A informação consta em denúncia do Ministério Público do Distrito Federal e Territórios (MPDFT) remetida à Justiça e obtida pelo Metrópoles.
Segundo os promotores do Grupo de Atuação Especial de Combate ao Crime Organizado (Gaeco), do MPDFT, todas as contratações ocorreram “sem qualquer justificativa plausível”, mesmo quando o correto seria declarar apenas uma vencedora: a que apresentou proposta de menor preço.
Uma das empresas citada na denúncia, por exemplo, foi mantida como fornecedora dos testes mesmo após ter descumprido com a entrega parcial de unidades no prazo estabelecido pela Secretaria de Saúde. Ao invés de romper com a concorrente, a pasta reabriu prazo para apresentação de novas propostas, dando nova chance à empresa.
Preços acima do mercado
Todas as quatro empresas contratadas em licitações diferentes apresentaram preços variando entre R$ 73 e R$ 160 para o mesmo modelo de teste de detecção de Covid-19. O fato, de acordo com os investigadores, mostra a despreocupação da cúpula da Secretaria da Saúde com o valor ofertado.

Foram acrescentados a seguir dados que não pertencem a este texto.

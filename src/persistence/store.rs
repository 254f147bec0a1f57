//! Draft persistence keyed by draft id

use chrono::{DateTime, Utc};
use serde::{Deserialize, Serialize};
use std::path::PathBuf;
use std::sync::Arc;
use uuid::Uuid;

use super::backend::{FileBackend, MemoryBackend, StorageBackend, StoreError};
use super::serializer::{serialize, SerializableDraft};
use crate::draft::OfferDraft;
use crate::types::OfferType;
use crate::wizard::WizardStep;

/// Namespace for every stored draft key
pub const KEY_PREFIX: &str = "offer-wizard:draft:";

/// One stored draft
#[derive(Debug, Clone, PartialEq, Serialize, Deserialize)]
#[serde(rename_all = "camelCase")]
pub struct DraftRecord {
    pub draft_id: Uuid,
    pub current_step: WizardStep,
    pub completed_steps: Vec<WizardStep>,
    pub saved_at: DateTime<Utc>,
    pub form_data: SerializableDraft,
}

impl DraftRecord {
    /// Working draft with its id restored
    pub fn to_draft(&self) -> OfferDraft {
        let mut draft = self.form_data.clone().into_draft();
        draft.draft_id = Some(self.draft_id);
        draft
    }
}

/// Listing entry for resume pickers and the CLI
#[derive(Debug, Clone, PartialEq, Serialize)]
pub struct DraftSummary {
    pub draft_id: Uuid,
    pub current_step: WizardStep,
    pub saved_at: DateTime<Utc>,
    pub offer_type: Option<OfferType>,
    pub merchant_name: Option<String>,
    pub headline: String,
}

impl From<&DraftRecord> for DraftSummary {
    fn from(record: &DraftRecord) -> Self {
        let draft = &record.form_data.draft;
        Self {
            draft_id: record.draft_id,
            current_step: record.current_step,
            saved_at: record.saved_at,
            offer_type: draft.offer_type,
            merchant_name: draft.merchant.as_ref().map(|m| m.display_name().to_string()),
            headline: draft.headline.clone(),
        }
    }
}

/// Create/read/delete over a [`StorageBackend`].
///
/// Every failure is caught here and logged; callers only see whether the
/// operation took effect. The in-memory draft stays authoritative until the
/// next successful write.
#[derive(Clone)]
pub struct DraftStore {
    backend: Arc<dyn StorageBackend>,
}

impl DraftStore {
    pub fn new(backend: impl StorageBackend + 'static) -> Self {
        Self {
            backend: Arc::new(backend),
        }
    }

    /// Store backed by one JSON file per draft in `dir`
    pub fn open(dir: impl Into<PathBuf>) -> Self {
        Self::new(FileBackend::new(dir))
    }

    pub fn in_memory() -> Self {
        Self::new(MemoryBackend::new())
    }

    pub fn key_for(id: Uuid) -> String {
        format!("{KEY_PREFIX}{id}")
    }

    /// Persist `draft` under `id`. Returns `false` if nothing was written.
    pub fn save(
        &self,
        id: Uuid,
        draft: &OfferDraft,
        step: WizardStep,
        completed_steps: &[WizardStep],
    ) -> bool {
        match self.try_save(id, draft, step, completed_steps) {
            Ok(record) => {
                tracing::debug!(
                    draft_id = %id,
                    step = %record.current_step,
                    saved_at = %record.saved_at.to_rfc3339(),
                    "Draft saved"
                );
                true
            }
            Err(e) => {
                tracing::warn!(draft_id = %id, error = %e, "Failed to save draft");
                false
            }
        }
    }

    pub fn try_save(
        &self,
        id: Uuid,
        draft: &OfferDraft,
        step: WizardStep,
        completed_steps: &[WizardStep],
    ) -> Result<DraftRecord, StoreError> {
        let record = DraftRecord {
            draft_id: id,
            current_step: step,
            completed_steps: completed_steps.to_vec(),
            saved_at: Utc::now(),
            form_data: serialize(draft),
        };
        let contents = serde_json::to_string_pretty(&record)?;
        self.backend.put(&Self::key_for(id), &contents)?;
        Ok(record)
    }

    /// Load the record stored under `id`, if any readable one exists
    pub fn load(&self, id: Uuid) -> Option<DraftRecord> {
        match self.try_load(id) {
            Ok(record) => record,
            Err(e) => {
                tracing::warn!(draft_id = %id, error = %e, "Failed to load draft");
                None
            }
        }
    }

    pub fn try_load(&self, id: Uuid) -> Result<Option<DraftRecord>, StoreError> {
        let key = Self::key_for(id);
        let Some(contents) = self.backend.get(&key)? else {
            return Ok(None);
        };

        let record: DraftRecord =
            serde_json::from_str(&contents).map_err(|e| StoreError::Corrupt {
                key: key.clone(),
                reason: e.to_string(),
            })?;

        if record.draft_id != id {
            return Err(StoreError::Corrupt {
                key,
                reason: format!("record carries draft id {}", record.draft_id),
            });
        }
        Ok(Some(record))
    }

    /// Remove the record for `id`. Returns whether a record was removed.
    pub fn delete(&self, id: Uuid) -> bool {
        match self.backend.remove(&Self::key_for(id)) {
            Ok(removed) => {
                tracing::debug!(draft_id = %id, removed, "Draft deleted");
                removed
            }
            Err(e) => {
                tracing::warn!(draft_id = %id, error = %e, "Failed to delete draft");
                false
            }
        }
    }

    /// Every readable draft, most recently saved first
    pub fn list(&self) -> Vec<DraftSummary> {
        let keys = match self.backend.keys(KEY_PREFIX) {
            Ok(keys) => keys,
            Err(e) => {
                tracing::warn!(error = %e, "Failed to list drafts");
                return Vec::new();
            }
        };

        let mut summaries: Vec<DraftSummary> = keys
            .iter()
            .filter_map(|key| {
                let id = key.strip_prefix(KEY_PREFIX)?;
                match Uuid::parse_str(id) {
                    Ok(id) => self.load(id),
                    Err(e) => {
                        tracing::warn!(key = %key, error = %e, "Skipping draft with malformed key");
                        None
                    }
                }
            })
            .map(|record| DraftSummary::from(&record))
            .collect();

        summaries.sort_by(|a, b| b.saved_at.cmp(&a.saved_at));
        summaries
    }
}

impl std::fmt::Debug for DraftStore {
    fn fmt(&self, f: &mut std::fmt::Formatter<'_>) -> std::fmt::Result {
        f.debug_struct("DraftStore").finish_non_exhaustive()
    }
}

O material produzido pelo MPDFT afirma que os denunciados no âmbito da Operação Falso Negativo sabiam que o valor apresentado estava acima do cobrado no mercado e, mesmo assim, seguiram com a compra dos testes.

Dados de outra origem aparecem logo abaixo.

//! Key-value storage backends for drafts
//!
//! This module provides a trait-based abstraction over local persistent
//! storage, enabling:
//! - File-backed storage for the CLI and real sessions
//! - In-memory storage for tests, with quota and failure simulation

use std::collections::HashMap;
use std::fs;
use std::io::ErrorKind;
use std::path::{Path, PathBuf};
use std::sync::{Arc, Mutex, MutexGuard};

use thiserror::Error;

/// Errors raised inside a storage backend.
///
/// These never escape [`super::DraftStore`]; they are logged there and turned
/// into "not saved this cycle".
#[derive(Error, Debug)]
pub enum StoreError {
    #[error("storage quota exceeded: {needed} bytes needed, {limit} available")]
    QuotaExceeded { needed: usize, limit: usize },

    #[error("storage I/O failed: {0}")]
    Io(#[from] std::io::Error),

    #[error("failed to encode draft record: {0}")]
    Serialization(#[from] serde_json::Error),

    #[error("stored record '{key}' is unreadable: {reason}")]
    Corrupt { key: String, reason: String },

    #[error("storage unavailable: {0}")]
    Unavailable(String),
}

/// Minimal key-value surface the draft store needs
pub trait StorageBackend: Send + Sync {
    fn get(&self, key: &str) -> Result<Option<String>, StoreError>;

    fn put(&self, key: &str, value: &str) -> Result<(), StoreError>;

    /// Returns whether the key existed
    fn remove(&self, key: &str) -> Result<bool, StoreError>;

    /// All keys starting with `prefix`
    fn keys(&self, prefix: &str) -> Result<Vec<String>, StoreError>;
}

// ─── File backend ───────────────────────────────────────────────────────────

/// One JSON file per key inside a directory
#[derive(Debug, Clone)]
pub struct FileBackend {
    dir: PathBuf,
}

impl FileBackend {
    pub fn new(dir: impl Into<PathBuf>) -> Self {
        Self { dir: dir.into() }
    }

    pub fn dir(&self) -> &Path {
        &self.dir
    }

    fn path_for(&self, key: &str) -> PathBuf {
        self.dir.join(format!("{}.json", key.replace(':', "__")))
    }

    fn key_for(file_name: &str) -> Option<String> {
        file_name
            .strip_suffix(".json")
            .map(|stem| stem.replace("__", ":"))
    }
}

impl StorageBackend for FileBackend {
    fn get(&self, key: &str) -> Result<Option<String>, StoreError> {
        match fs::read_to_string(self.path_for(key)) {
            Ok(contents) => Ok(Some(contents)),
            Err(e) if e.kind() == ErrorKind::NotFound => Ok(None),
            Err(e) => Err(e.into()),
        }
    }

    fn put(&self, key: &str, value: &str) -> Result<(), StoreError> {
        fs::create_dir_all(&self.dir)?;
        // Write then rename so a crash never leaves half a record behind
        let path = self.path_for(key);
        let tmp = path.with_extension("json.tmp");
        fs::write(&tmp, value)?;
        fs::rename(&tmp, &path)?;
        Ok(())
    }

    fn remove(&self, key: &str) -> Result<bool, StoreError> {
        match fs::remove_file(self.path_for(key)) {
            Ok(()) => Ok(true),
            Err(e) if e.kind() == ErrorKind::NotFound => Ok(false),
            Err(e) => Err(e.into()),
        }
    }

    fn keys(&self, prefix: &str) -> Result<Vec<String>, StoreError> {
        let entries = match fs::read_dir(&self.dir) {
            Ok(entries) => entries,
            Err(e) if e.kind() == ErrorKind::NotFound => return Ok(Vec::new()),
            Err(e) => return Err(e.into()),
        };

        let mut keys = Vec::new();
        for entry in entries {
            let entry = entry?;
            if let Some(key) = entry.file_name().to_str().and_then(Self::key_for) {
                if key.starts_with(prefix) {
                    keys.push(key);
                }
            }
        }
        keys.sort();
        Ok(keys)
    }
}

// ─── Memory backend ─────────────────────────────────────────────────────────

/// In-memory backend for tests.
///
/// Clones share the same storage, so a test can keep a handle and inspect
/// writes made through a [`super::DraftStore`].
#[derive(Debug, Clone, Default)]
pub struct MemoryBackend {
    entries: Arc<Mutex<HashMap<String, String>>>,
    /// Total bytes allowed across all values
    quota_bytes: Option<usize>,
    /// When set, every operation fails with [`StoreError::Unavailable`]
    pub offline: Arc<Mutex<bool>>,
    /// Keys written, in order
    pub write_log: Arc<Mutex<Vec<String>>>,
}

impl MemoryBackend {
    pub fn new() -> Self {
        Self::default()
    }

    pub fn with_quota(quota_bytes: usize) -> Self {
        Self {
            quota_bytes: Some(quota_bytes),
            ..Self::default()
        }
    }

    pub fn set_offline(&self, offline: bool) {
        *lock(&self.offline) = offline;
    }

    pub fn write_count(&self) -> usize {
        lock(&self.write_log).len()
    }

    pub fn len(&self) -> usize {
        lock(&self.entries).len()
    }

    pub fn is_empty(&self) -> bool {
        self.len() == 0
    }

    /// Store a raw value, bypassing quota and logging
    pub fn insert_raw(&self, key: &str, value: &str) {
        lock(&self.entries).insert(key.to_string(), value.to_string());
    }

    fn check_online(&self) -> Result<(), StoreError> {
        if *lock(&self.offline) {
            return Err(StoreError::Unavailable("backend is offline".to_string()));
        }
        Ok(())
    }
}

impl StorageBackend for MemoryBackend {
    fn get(&self, key: &str) -> Result<Option<String>, StoreError> {
        self.check_online()?;
        Ok(lock(&self.entries).get(key).cloned())
    }

    fn put(&self, key: &str, value: &str) -> Result<(), StoreError> {
        self.check_online()?;
        let mut entries = lock(&self.entries);

        if let Some(limit) = self.quota_bytes {
            let others: usize = entries
                .iter()
                .filter(|(k, _)| k.as_str() != key)
                .map(|(_, v)| v.len())
                .sum();
            let needed = others + value.len();
            if needed > limit {
                return Err(StoreError::QuotaExceeded { needed, limit });
            }
        }

        entries.insert(key.to_string(), value.to_string());
        lock(&self.write_log).push(key.to_string());
        Ok(())
    }

    fn remove(&self, key: &str) -> Result<bool, StoreError> {
        self.check_online()?;
        Ok(lock(&self.entries).remove(key).is_some())
    }

    fn keys(&self, prefix: &str) -> Result<Vec<String>, StoreError> {
        self.check_online()?;
        let mut keys: Vec<String> = lock(&self.entries)
            .keys()
            .filter(|k| k.starts_with(prefix))
            .cloned()
            .collect();
        keys.sort();
        Ok(keys)
    }
}

/// Lock a mutex, recovering the data if a previous holder panicked
fn lock<T>(mutex: &Mutex<T>) -> MutexGuard<'_, T> {
    mutex
        .lock()
        .unwrap_or_else(std::sync::PoisonError::into_inner)
}

#[cfg(test)]
mod tests {
    use super::*;
    use tempfile::TempDir;

    #[test]
    fn test_file_backend_round_trip() {
        let dir = TempDir::new().unwrap();
        let backend = FileBackend::new(dir.path().join("drafts"));

        assert_eq!(backend.get("offer-wizard:draft:a").unwrap(), None);
        backend.put("offer-wizard:draft:a", "{}").unwrap();
        backend.put("offer-wizard:draft:b", "[]").unwrap();
        backend.put("other:c", "1").unwrap();

        assert_eq!(
            backend.get("offer-wizard:draft:a").unwrap().as_deref(),
            Some("{}")
        );
        assert_eq!(
            backend.keys("offer-wizard:draft:").unwrap(),
            vec![
                "offer-wizard:draft:a".to_string(),
                "offer-wizard:draft:b".to_string()
            ]
        );
        assert!(backend.remove("offer-wizard:draft:a").unwrap());
        assert!(!backend.remove("offer-wizard:draft:a").unwrap());
    }

    #[test]
    fn test_file_backend_missing_dir_has_no_keys() {
        let dir = TempDir::new().unwrap();
        let backend = FileBackend::new(dir.path().join("never-created"));
        assert!(backend.keys("").unwrap().is_empty());
    }

    #[test]
    fn test_memory_backend_quota() {
        let backend = MemoryBackend::with_quota(10);
        backend.put("a", "12345").unwrap();
        // overwriting the same key only counts the new value
        backend.put("a", "1234567890").unwrap();

        let err = backend.put("b", "x").unwrap_err();
        assert!(matches!(
            err,
            StoreError::QuotaExceeded {
                needed: 11,
                limit: 10
            }
        ));
        assert_eq!(backend.write_count(), 2);
    }

    #[test]
    fn test_memory_backend_offline() {
        let backend = MemoryBackend::new();
        let handle = backend.clone();
        backend.put("k", "v").unwrap();

        handle.set_offline(true);
        assert!(matches!(backend.get("k"), Err(StoreError::Unavailable(_))));

        handle.set_offline(false);
        assert_eq!(backend.get("k").unwrap().as_deref(), Some("v"));
    }
}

Esse é o tema de conversa entre o ex-secretário-adjunto de Gestão em Saúde, Eduardo Pojo, e Emmanuel de Oliveira Carneiro, ex-diretor de Aquisições Especiais da Secretaria de Saúde do DF.

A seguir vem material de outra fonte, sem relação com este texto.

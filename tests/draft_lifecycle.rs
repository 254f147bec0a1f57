//! End-to-end draft lifecycle tests
//!
//! Drives [`OfferSession`] the way a wizard host would: field edits, step
//! navigation, clock ticks for autosave, and publish. Storage is either the
//! in-memory backend (to count writes) or a file store in a temp directory.

use std::time::{Duration, Instant};

use offer_wizard::autosave::AutosaveTick;
use offer_wizard::config::Config;
use offer_wizard::engine::{compute_errors, compute_sections_default};
use offer_wizard::persistence::{has_changed, serialize, snapshot, DraftStore, MemoryBackend};
use offer_wizard::submission::{StubSubmitter, SubmissionError};
use offer_wizard::types::{
    Field, Merchant, MerchantSource, OfferType, Provenance, RedemptionMethod, SectionId,
};
use offer_wizard::wizard::WizardStep;
use offer_wizard::{FieldEdit, OfferDraft, OfferSession, PublishOutcome};

use chrono::NaiveDate;
use tempfile::TempDir;
use uuid::Uuid;

// ─── Helpers ─────────────────────────────────────────────────────────────────

fn test_config() -> Config {
    let mut config = Config::default();
    config.autosave.debounce_secs = 30;
    config.publish.simulated_delay_ms = 1;
    config
}

fn luigis() -> Merchant {
    Merchant::existing("M001")
        .with_name("Luigi's")
        .with_categories(["restaurant"])
        .with_logo("https://cdn.example.com/luigis/logo.png")
}

/// Walk a session to the review step with every required field filled in
fn filled_session(store: DraftStore, t0: Instant) -> OfferSession {
    let mut session = OfferSession::new(&test_config(), store);
    session.on_field_change(FieldEdit::OfferType(OfferType::PercentOff), t0);
    session.advance(t0).unwrap();
    session.on_field_change(FieldEdit::Merchant(Some(luigis())), t0);
    session.advance(t0).unwrap();

    for edit in [
        FieldEdit::DiscountValue("20".to_string()),
        FieldEdit::StartDate(NaiveDate::from_ymd_opt(2026, 11, 1)),
        FieldEdit::RedemptionMethods(vec![RedemptionMethod::Online]),
        FieldEdit::RedemptionUrl("https://luigis.example.com/order".to_string()),
        FieldEdit::PromoCode("LUIGI20".to_string()),
    ] {
        session.on_field_change(edit, t0);
    }
    session.advance(t0).unwrap();
    assert_eq!(session.wizard().current(), WizardStep::Review);
    session
}

// ─── Scenarios ───────────────────────────────────────────────────────────────

#[test]
fn test_min_spend_scenario() {
    let mut draft = OfferDraft::with_type(OfferType::DollarOffWithMin);
    draft.set_field(FieldEdit::DiscountValue("10".to_string()));
    draft.set_field(FieldEdit::MinimumSpend("5".to_string()));
    assert!(!compute_sections_default(&draft).is_complete(SectionId::TypeDetail));

    draft.set_field(FieldEdit::MinimumSpend("20".to_string()));
    assert!(compute_sections_default(&draft).is_complete(SectionId::TypeDetail));
}

#[test]
fn test_merchant_step_scenario() {
    let t0 = Instant::now();
    let mut session = OfferSession::new(&test_config(), DraftStore::in_memory());
    session.on_field_change(FieldEdit::OfferType(OfferType::Bogo), t0);
    session.advance(t0).unwrap();

    assert!(!WizardStep::MerchantSelection.can_advance(session.draft()));
    assert!(session.advance(t0).is_err());

    let merchant = Merchant::existing("M001");
    assert_eq!(merchant.source, MerchantSource::Existing);
    session.on_field_change(FieldEdit::Merchant(Some(merchant)), t0);
    assert!(WizardStep::MerchantSelection.can_advance(session.draft()));
    assert_eq!(session.advance(t0), Ok(WizardStep::ContentEntry));
}

#[test]
fn test_idle_autosave_scenario() {
    let backend = MemoryBackend::new();
    let t0 = Instant::now();
    let mut session = OfferSession::new(&test_config(), DraftStore::new(backend.clone()));
    session.on_field_change(FieldEdit::OfferType(OfferType::Cashback), t0);
    session.advance(t0).unwrap();

    // Host ticks every second for two debounce windows with no edits
    let mut saves = 0;
    for second in 1..=60 {
        if let AutosaveTick::Saved(_) = session.tick(t0 + Duration::from_secs(second)) {
            saves += 1;
        }
    }
    assert_eq!(saves, 1);
    assert_eq!(backend.write_count(), 1);

    // A second idle window triggers nothing
    for second in 61..=120 {
        assert_eq!(
            session.tick(t0 + Duration::from_secs(second)),
            AutosaveTick::NotDue
        );
    }
    assert_eq!(backend.write_count(), 1);
}

#[test]
fn test_edits_keep_pushing_autosave_back() {
    let backend = MemoryBackend::new();
    let t0 = Instant::now();
    let mut session = OfferSession::new(&test_config(), DraftStore::new(backend.clone()));
    session.on_field_change(FieldEdit::OfferType(OfferType::DollarOff), t0);
    session.advance(t0).unwrap();

    for i in 1..=5u64 {
        let now = t0 + Duration::from_secs(20 * i);
        assert_eq!(session.tick(now), AutosaveTick::NotDue);
        session.on_field_change(FieldEdit::DiscountValue(i.to_string()), now);
    }
    assert_eq!(backend.write_count(), 0);

    let last_edit = t0 + Duration::from_secs(100);
    assert!(matches!(
        session.tick(last_edit + Duration::from_secs(30)),
        AutosaveTick::Saved(_)
    ));
    assert_eq!(backend.write_count(), 1);
}

#[tokio::test]
async fn test_publish_blocked_without_promo_code() {
    let backend = MemoryBackend::new();
    let t0 = Instant::now();
    let mut session = filled_session(DraftStore::new(backend.clone()), t0);
    session.on_field_change(FieldEdit::PromoCode(String::new()), t0);
    let id = session.save_draft(t0).unwrap();

    let report = compute_errors(session.draft(), true);
    assert!(!report.is_valid());
    assert_eq!(report.first_section_with_error, Some(SectionId::Redemption));

    let outcome = session
        .publish(&StubSubmitter::from_config(&test_config().publish))
        .await;

    match outcome {
        PublishOutcome::Invalid { section, message } => {
            assert_eq!(section, SectionId::Redemption);
            assert!(message.contains("Promo code"));
        }
        other => panic!("expected validation failure, got {other:?}"),
    }
    assert_eq!(session.open_section(), Some(SectionId::Redemption));
    assert_eq!(session.wizard().current(), WizardStep::Review);
    assert!(session.store().load(id).is_some());
}

#[tokio::test]
async fn test_publish_success_deletes_stored_draft() {
    let t0 = Instant::now();
    let store = DraftStore::in_memory();
    let mut session = filled_session(store.clone(), t0);
    let id = session.save_draft(t0).unwrap();

    let outcome = session
        .publish(&StubSubmitter::from_config(&test_config().publish))
        .await;

    assert!(matches!(outcome, PublishOutcome::Published(_)));
    assert!(store.load(id).is_none());
}

#[tokio::test]
async fn test_failed_submission_keeps_draft_for_retry() {
    let t0 = Instant::now();
    let store = DraftStore::in_memory();
    let mut session = filled_session(store.clone(), t0);
    let id = session.save_draft(t0).unwrap();

    let submitter = StubSubmitter::new(Duration::from_millis(1))
        .failing(SubmissionError::Unavailable("timeout".to_string()));
    let outcome = session.publish(&submitter).await;

    assert_eq!(
        outcome,
        PublishOutcome::Failed {
            message: "submission service unavailable: timeout".to_string()
        }
    );
    assert!(store.load(id).is_some());
    assert_eq!(session.wizard().current(), WizardStep::Review);

    let retry = session
        .publish(&StubSubmitter::new(Duration::from_millis(1)))
        .await;
    assert!(matches!(retry, PublishOutcome::Published(_)));
}

// ─── Properties ──────────────────────────────────────────────────────────────

#[test]
fn test_round_trip_through_file_store() {
    let dir = TempDir::new().unwrap();
    let store = DraftStore::open(dir.path().join("drafts"));
    let id = Uuid::new_v4();

    let mut draft = OfferDraft::with_type(OfferType::Tiered);
    draft.set_field(FieldEdit::Merchant(Some(luigis())));
    draft.set_field(FieldEdit::Headline("Spend more, save more".to_string()));
    assert!(draft.draft_id.is_none());
    let completed = [WizardStep::TypeSelection, WizardStep::MerchantSelection];

    assert!(store.save(id, &draft, WizardStep::ContentEntry, &completed));
    let record = store.load(id).unwrap();

    assert_eq!(record.current_step, WizardStep::ContentEntry);
    assert_eq!(record.completed_steps, completed.to_vec());
    assert_eq!(record.form_data, serialize(&draft));
    assert_eq!(record.to_draft().draft_id, Some(id));
}

#[test]
fn test_snapshot_ignores_ids_and_transient_state() {
    let mut a = OfferDraft::with_type(OfferType::PercentOff);
    a.set_field(FieldEdit::Categories(vec!["b".to_string(), "a".to_string()]));
    let mut b = OfferDraft::with_type(OfferType::PercentOff);
    b.set_field(FieldEdit::Categories(vec!["a".to_string(), "b".to_string()]));
    b.draft_id = Some(Uuid::new_v4());
    b.touched.clear();

    assert_eq!(snapshot(&a), snapshot(&b));
    assert!(!has_changed(&b, Some(&snapshot(&a))));
}

#[test]
fn test_user_edits_survive_every_cascade() {
    let t0 = Instant::now();
    let mut session = OfferSession::new(&test_config(), DraftStore::in_memory());
    session.on_field_change(FieldEdit::OfferType(OfferType::PercentOff), t0);
    session.on_field_change(FieldEdit::Merchant(Some(luigis())), t0);
    assert_eq!(
        session.draft().provenance(Field::Description),
        Provenance::Inferred
    );

    session.on_field_change(FieldEdit::Description("Our words".to_string()), t0);
    session.on_field_change(FieldEdit::OfferType(OfferType::Bogo), t0);
    session.on_field_change(
        FieldEdit::Merchant(Some(Merchant::existing("M002").with_name("Bean There"))),
        t0,
    );

    assert_eq!(session.draft().description, "Our words");
    assert_eq!(session.draft().headline, "Buy one, get one at Bean There");
}

#[test]
fn test_resume_from_file_store_restores_wizard() {
    let dir = TempDir::new().unwrap();
    let store = DraftStore::open(dir.path());
    let t0 = Instant::now();

    let mut session = OfferSession::new(&test_config(), store.clone());
    session.on_field_change(FieldEdit::OfferType(OfferType::DollarOff), t0);
    session.advance(t0).unwrap();
    session.on_field_change(FieldEdit::Merchant(Some(luigis())), t0);
    let AutosaveTick::Saved(id) = session.tick(t0 + Duration::from_secs(30)) else {
        panic!("expected autosave");
    };

    let resumed = OfferSession::resume(&test_config(), store, id).unwrap();
    assert_eq!(resumed.wizard().current(), WizardStep::MerchantSelection);
    assert_eq!(resumed.draft().merchant.as_ref().map(|m| m.id.as_str()), Some("M001"));
    assert!(!resumed.has_unsaved_changes());
}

No diálogo, Pojo questiona o valor para Carneiro, que responde dizendo que os testes custarão R$ 180 a unidade. O ex-secretário, então, responde com uma figurinha que representa espanto.
Confira no diálogo abaixo:
Como lucravam os investigados?
Ainda conforme consta na denúncia, os denunciados negociavam percentuais de superfaturamento em cima do valor unitário dos testes ou aditivos contratuais.
Em licitação vencida pela empresa PMH, Iohan Struck “salgou” o preço da unidade do teste rápido em 8%. A manobra teria permitido o desvio de R$ 3 milhões dos cofres públicos para os investigados.
Em mais um diálogo interceptado pelo MPDFT, Jorge Chamon negocia uma aditivação contratual de metade dos testes sem que houvesse qualquer respaldo técnico-científico. A conversa ocorre entre Chamon e Ricardo Tavares, ex-secretário-adjunto de Assistência à Saúde.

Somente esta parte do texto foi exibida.